Bil’s rating (out of 5): BBB.5.
Occupied Palestinian Territory, 2014. Belssan. Screenplay by Suha Arraf. Cinematography by Yaron Scharf. Produced by Suha Arraf. Music by Boaz Schory. Production Design by Eitan Levi. Costume Design by Hamada Atallah. Film Editing by Arik Leibovitch.
A teenaged girl is removed from the orphanage in which she has grown up and brought to live with her three aunts in their fortress of a home in Ramallah. The women, two of them old maids and the other a widow, are as unusual as can be, devout Christians who are constantly dressed like a 1970s Chanel ad and clinging to ideals of propriety that seem outdated in the modern, predominantly Muslim West Bank in which they live.

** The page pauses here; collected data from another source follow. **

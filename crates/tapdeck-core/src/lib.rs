//! Shared foundation for the tapdeck NFC daemon.
//!
//! This crate holds what every other tapdeck crate needs: the error enum,
//! the tag types ([`Card`], [`CardType`], [`TagUid`]), the timing and path
//! constants, and the TOML [`Config`] loaded at startup.
//!
//! Nothing here performs I/O except [`Config::load`]; device access lives in
//! `tapdeck-reader` and all service behavior in the `tapdeck` binary.

pub mod config;
pub mod constants;
pub mod error;
pub mod types;

pub use config::{Config, LauncherConfig, PathsConfig, ReaderConfig, SoundConfig};
pub use error::{Error, Result};
pub use types::{Card, CardType, TagUid, MAX_UID_LENGTH, MIN_UID_LENGTH};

Badia’s arrival sets off a rage of frustration for Juliette, Violet and Antoinette, reminding them of wasted younger days and missed opportunities, not to mention how much they look down on her because their brother had married a Muslim woman against the family’s wishes. The girl is desperate to do well in her new home, basically Dark Shadows in a more practical setting, but is immediately ill-fitted for the rigid ideas of deportment and modesty that her aunts believe is her only hope for finding a husband, which is made the ultimate goal for getting her out of the house and into a life of her own. Told with great photographic style and not a small amount of sassy humour, this is a very dark comedy in which director Suha Arraf displays a wry, slightly bitter dislike for her characters. The odd glimpse of sympathy at the women’s choice to be so strict, particularly the eldest sister played expertly by Nisreen Faour, helps soften the hateful ignorance they show for their own happiness or those around them, but the cynical conclusion reveals a filmmaker outraged at the kind of stuffy hypocrisy that she has absolutely no patience for.